Improved HIV-1 RNA quantitation by COBAS ® AmpliPrep/COBAS ® TaqMan ® HIV-1 Test, v2.0 using a novel dual-target approach

Abstract

Background HIV-1 RNA viral load is a key parameter for reliable treatment monitoring of HIV-1 infection. Accurate HIV-1 RNA quantitation can be impaired by primer and probe sequence polymorphisms as a result of tremendous genetic diversity and ongoing evolution of HIV-1. A novel dual HIV-1 target amplification approach was realized in the quantitative COBAS ® AmpliPrep/COBAS ® TaqMan ® HIV-1 Test, v2.0 (HIV-1 TaqMan ® test v2.0) to cope with the high genetic diversity of the virus.
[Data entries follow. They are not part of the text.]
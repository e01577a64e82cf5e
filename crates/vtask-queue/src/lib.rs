//! Task queue for the media pipeline.
//!
//! This crate provides:
//! - Job descriptions for the five job kinds
//! - Broker traits with a Redis Streams and an in-memory implementation
//! - The [`TaskPort`] enqueue/poll contract

pub mod broker;
pub mod error;
pub mod job;
pub mod memory;
pub mod port;
pub mod queue;

pub use broker::{Delivery, TaskBroker, TaskConsumer, TaskOutcome};
pub use error::{QueueError, QueueResult};
pub use job::{
    AddSubtitlesJob, BurnAssJob, DownloadSectionJob, ExtractKeyInsightsJob, ExtractVideoSummaryJob, QueueJob,
};
pub use memory::InMemoryBroker;
pub use port::TaskPort;
pub use queue::{QueueConfig, RedisBroker};
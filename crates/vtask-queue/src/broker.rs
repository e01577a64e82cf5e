//! Broker capabilities.
//!
//! The API side only needs [`TaskBroker`] (submit a job, poll a task); the
//! worker side consumes deliveries through [`TaskConsumer`]. Both are
//! implemented by the Redis Streams broker and the in-memory broker.

use std::time::Duration;

use async_trait::async_trait;
use vtask_models::{TaskId, TaskOutput, TaskRecord};

use crate::error::QueueResult;
use crate::job::QueueJob;

/// Producer-side broker operations.
#[async_trait]
pub trait TaskBroker: Send + Sync {
    /// Record the task as PENDING and queue the job. Returns before the job runs.
    async fn submit(&self, job: QueueJob) -> QueueResult<TaskId>;

    /// Current record of a task. Unknown or expired ids come back PENDING.
    async fn poll(&self, task_id: &TaskId) -> QueueResult<TaskRecord>;
}

/// One job handed to one consumer.
#[derive(Debug, Clone, PartialEq)]
pub struct Delivery {
    /// Broker-specific handle used to acknowledge the delivery
    pub delivery_id: String,
    pub job: QueueJob,
}

/// Terminal result of a job body.
#[derive(Debug, Clone, PartialEq)]
pub enum TaskOutcome {
    Success(TaskOutput),
    Failure(String),
}

/// Worker-side broker operations.
#[async_trait]
pub trait TaskConsumer: Send + Sync {
    /// Wait up to `block` for at most `max` new deliveries.
    async fn fetch(&self, consumer: &str, max: usize, block: Duration) -> QueueResult<Vec<Delivery>>;

    /// Take over deliveries of other consumers that have been idle for at least `min_idle`.
    ///
    /// Deliveries already held by `consumer` are never returned.
    async fn reclaim(&self, consumer: &str, min_idle: Duration, max: usize) -> QueueResult<Vec<Delivery>>;

    /// Reset the idle time of a delivery `consumer` is still working on.
    async fn heartbeat(&self, consumer: &str, delivery: &Delivery) -> QueueResult<()>;

    async fn mark_started(&self, job: &QueueJob) -> QueueResult<()>;

    /// Store the terminal record and acknowledge the delivery.
    async fn finish(&self, delivery: &Delivery, outcome: TaskOutcome) -> QueueResult<()>;
}

/// Apply an outcome to a record.
pub(crate) fn apply_outcome(record: &mut TaskRecord, outcome: TaskOutcome) {
    match outcome {
        TaskOutcome::Success(output) => record.succeed(output),
        TaskOutcome::Failure(message) => record.fail(message),
    }
}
Objectives and study design The performance of the new assay was evaluated for sensitivity, dynamic range, precision, subtype inclusivity, diagnostic and analytical specificity, interfering substances, and correlation with the COBAS ® AmpliPrep/COBAS ® TaqMan ® HIV-1 (HIV-1 TaqMan ® test v1.0) predecessor test in patients specimens. Results The new assay demonstrated a sensitivity of 20 copies/mL, a linear measuring range of 20–10,000,000 copies/mL, with a lower limit of quantitation of 20 copies/mL. HIV-1 Group M subtypes and HIV-1 Group O were quantified within ±0.3 log 10 of the assigned titers. Specificity was 100% in 660 tested specimens, no cross reactivity was found for 15 pathogens nor any interference for endogenous substances or 29 drugs. Good comparability with the predecessor assay was demonstrated in 82 positive patient samples. In selected clinical samples 35/66 specimens were found underquantitated in the predecessor assay; all were quantitated correctly in the new assay. Conclusions The dual-target approach for the HIV-1 TaqMan ® test v2.0 enables superior HIV-1 Group M subtype coverage including HIV-1 Group O detection. Correct quantitation of specimens underquantitated in the HIV-1 TaqMan ® test v1.0 test was demonstrated.